Input material:
/---

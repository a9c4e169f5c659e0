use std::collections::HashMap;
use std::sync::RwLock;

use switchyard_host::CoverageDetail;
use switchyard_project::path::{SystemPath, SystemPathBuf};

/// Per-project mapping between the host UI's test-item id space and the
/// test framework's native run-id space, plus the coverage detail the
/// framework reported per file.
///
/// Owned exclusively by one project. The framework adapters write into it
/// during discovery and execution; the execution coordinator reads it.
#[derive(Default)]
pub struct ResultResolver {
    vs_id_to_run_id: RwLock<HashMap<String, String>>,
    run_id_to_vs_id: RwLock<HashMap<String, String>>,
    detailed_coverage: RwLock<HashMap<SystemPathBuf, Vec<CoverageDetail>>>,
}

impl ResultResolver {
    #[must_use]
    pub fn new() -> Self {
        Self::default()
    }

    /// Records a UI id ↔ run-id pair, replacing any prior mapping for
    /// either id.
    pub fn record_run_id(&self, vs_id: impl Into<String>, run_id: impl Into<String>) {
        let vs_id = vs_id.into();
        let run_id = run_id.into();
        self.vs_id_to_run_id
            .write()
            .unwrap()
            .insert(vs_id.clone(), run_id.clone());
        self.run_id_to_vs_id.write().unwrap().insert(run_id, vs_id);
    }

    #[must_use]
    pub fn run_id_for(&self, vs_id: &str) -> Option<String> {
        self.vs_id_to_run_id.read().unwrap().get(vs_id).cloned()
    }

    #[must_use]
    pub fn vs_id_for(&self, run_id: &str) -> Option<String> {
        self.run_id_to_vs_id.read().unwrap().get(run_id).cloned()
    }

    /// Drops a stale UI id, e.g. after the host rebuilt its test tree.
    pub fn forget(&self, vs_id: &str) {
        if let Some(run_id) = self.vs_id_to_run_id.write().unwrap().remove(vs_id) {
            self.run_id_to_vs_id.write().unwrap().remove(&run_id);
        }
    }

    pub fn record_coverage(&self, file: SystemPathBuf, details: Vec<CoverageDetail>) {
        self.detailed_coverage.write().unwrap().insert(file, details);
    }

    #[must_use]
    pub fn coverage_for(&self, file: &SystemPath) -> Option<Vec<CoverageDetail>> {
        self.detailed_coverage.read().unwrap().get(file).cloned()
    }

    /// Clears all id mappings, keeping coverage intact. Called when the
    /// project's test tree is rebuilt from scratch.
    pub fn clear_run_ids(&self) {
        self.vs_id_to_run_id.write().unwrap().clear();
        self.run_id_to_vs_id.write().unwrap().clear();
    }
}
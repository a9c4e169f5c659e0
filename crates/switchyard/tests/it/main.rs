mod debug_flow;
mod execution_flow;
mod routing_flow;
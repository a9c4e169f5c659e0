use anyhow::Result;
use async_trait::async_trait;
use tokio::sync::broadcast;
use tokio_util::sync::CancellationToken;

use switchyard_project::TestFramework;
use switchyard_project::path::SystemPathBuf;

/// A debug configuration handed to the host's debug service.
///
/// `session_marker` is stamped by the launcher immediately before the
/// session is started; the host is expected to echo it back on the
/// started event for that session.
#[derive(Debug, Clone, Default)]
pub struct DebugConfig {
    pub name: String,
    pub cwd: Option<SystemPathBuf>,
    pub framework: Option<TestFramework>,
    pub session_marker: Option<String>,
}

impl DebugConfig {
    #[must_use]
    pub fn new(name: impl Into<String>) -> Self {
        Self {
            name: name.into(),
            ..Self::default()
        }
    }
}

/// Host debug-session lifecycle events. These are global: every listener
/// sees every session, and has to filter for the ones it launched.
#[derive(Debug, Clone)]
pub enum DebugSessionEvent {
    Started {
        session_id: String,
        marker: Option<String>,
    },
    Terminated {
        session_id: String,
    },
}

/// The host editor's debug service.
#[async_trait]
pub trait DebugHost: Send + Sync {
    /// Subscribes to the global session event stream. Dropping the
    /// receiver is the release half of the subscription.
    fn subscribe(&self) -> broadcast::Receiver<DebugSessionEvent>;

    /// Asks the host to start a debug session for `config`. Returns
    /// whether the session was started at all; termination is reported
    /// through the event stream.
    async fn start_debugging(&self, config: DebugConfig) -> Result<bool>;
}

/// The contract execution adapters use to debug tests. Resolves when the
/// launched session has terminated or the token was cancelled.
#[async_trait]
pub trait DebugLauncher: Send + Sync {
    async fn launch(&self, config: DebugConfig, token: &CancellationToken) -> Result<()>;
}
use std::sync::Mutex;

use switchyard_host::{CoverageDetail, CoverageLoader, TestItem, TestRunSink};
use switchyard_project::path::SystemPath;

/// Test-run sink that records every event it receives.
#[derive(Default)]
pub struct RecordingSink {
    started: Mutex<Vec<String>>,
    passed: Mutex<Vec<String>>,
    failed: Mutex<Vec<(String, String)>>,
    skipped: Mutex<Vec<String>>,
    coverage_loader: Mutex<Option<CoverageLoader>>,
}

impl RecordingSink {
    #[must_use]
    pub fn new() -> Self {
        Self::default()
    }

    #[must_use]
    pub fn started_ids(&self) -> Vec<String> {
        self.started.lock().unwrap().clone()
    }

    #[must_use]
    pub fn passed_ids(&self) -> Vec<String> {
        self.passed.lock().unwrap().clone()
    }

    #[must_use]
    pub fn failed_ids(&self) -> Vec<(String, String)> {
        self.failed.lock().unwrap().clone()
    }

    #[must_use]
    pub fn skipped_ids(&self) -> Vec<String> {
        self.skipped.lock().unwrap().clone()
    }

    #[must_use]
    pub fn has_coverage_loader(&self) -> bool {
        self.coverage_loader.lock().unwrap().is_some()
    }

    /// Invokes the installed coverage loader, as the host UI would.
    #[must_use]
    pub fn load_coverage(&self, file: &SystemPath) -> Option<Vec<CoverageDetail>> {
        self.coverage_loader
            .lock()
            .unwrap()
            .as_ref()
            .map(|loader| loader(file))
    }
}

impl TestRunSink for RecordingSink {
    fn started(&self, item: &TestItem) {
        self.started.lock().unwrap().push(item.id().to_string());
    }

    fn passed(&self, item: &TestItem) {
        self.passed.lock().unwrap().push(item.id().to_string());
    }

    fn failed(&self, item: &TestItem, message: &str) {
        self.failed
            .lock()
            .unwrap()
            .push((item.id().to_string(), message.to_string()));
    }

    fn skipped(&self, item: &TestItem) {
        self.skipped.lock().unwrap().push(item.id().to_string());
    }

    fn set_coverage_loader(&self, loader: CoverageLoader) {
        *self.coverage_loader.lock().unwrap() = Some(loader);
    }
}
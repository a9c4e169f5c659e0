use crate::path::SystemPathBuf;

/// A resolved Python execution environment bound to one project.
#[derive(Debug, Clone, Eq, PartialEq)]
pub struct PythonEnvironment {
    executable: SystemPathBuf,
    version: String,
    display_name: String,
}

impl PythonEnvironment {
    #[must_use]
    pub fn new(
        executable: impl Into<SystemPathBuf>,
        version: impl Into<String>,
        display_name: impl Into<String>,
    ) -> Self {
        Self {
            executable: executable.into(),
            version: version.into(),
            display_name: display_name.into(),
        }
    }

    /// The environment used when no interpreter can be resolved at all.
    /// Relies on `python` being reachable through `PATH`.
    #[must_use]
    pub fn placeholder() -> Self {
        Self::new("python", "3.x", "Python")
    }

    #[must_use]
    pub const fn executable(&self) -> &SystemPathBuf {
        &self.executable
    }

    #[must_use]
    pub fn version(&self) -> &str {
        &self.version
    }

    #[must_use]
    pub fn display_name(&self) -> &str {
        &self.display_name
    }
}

\---

What to do: Beginning with the very first line of the material above, give each line again exactly, ending with the line that contains "pub fn vs_id_for(&self, run_id: &str)".

Finished task:
repository a9c4e169f5c659e0
use std::collections::HashMap;
use std::sync::RwLock;

use switchyard_host::CoverageDetail;
use switchyard_project::path::{SystemPath, SystemPathBuf};

/// Per-project mapping between the host UI's test-item id space and the
/// test framework's native run-id space, plus the coverage detail the
/// framework reported per file.
///
/// Owned exclusively by one project. The framework adapters write into it
/// during discovery and execution; the execution coordinator reads it.
#[derive(Default)]
pub struct ResultResolver {
    vs_id_to_run_id: RwLock<HashMap<String, String>>,
    run_id_to_vs_id: RwLock<HashMap<String, String>>,
    detailed_coverage: RwLock<HashMap<SystemPathBuf, Vec<CoverageDetail>>>,
}

impl ResultResolver {
    #[must_use]
    pub fn new() -> Self {
        Self::default()
    }

    /// Records a UI id ↔ run-id pair, replacing any prior mapping for
    /// either id.
    pub fn record_run_id(&self, vs_id: impl Into<String>, run_id: impl Into<String>) {
        let vs_id = vs_id.into();
        let run_id = run_id.into();
        self.vs_id_to_run_id
            .write()
            .unwrap()
            .insert(vs_id.clone(), run_id.clone());
        self.run_id_to_vs_id.write().unwrap().insert(run_id, vs_id);
    }

    #[must_use]
    pub fn run_id_for(&self, vs_id: &str) -> Option<String> {
        self.vs_id_to_run_id.read().unwrap().get(vs_id).cloned()
    }

    #[must_use]
    pub fn vs_id_for(&self, run_id: &str) -> Option<String> {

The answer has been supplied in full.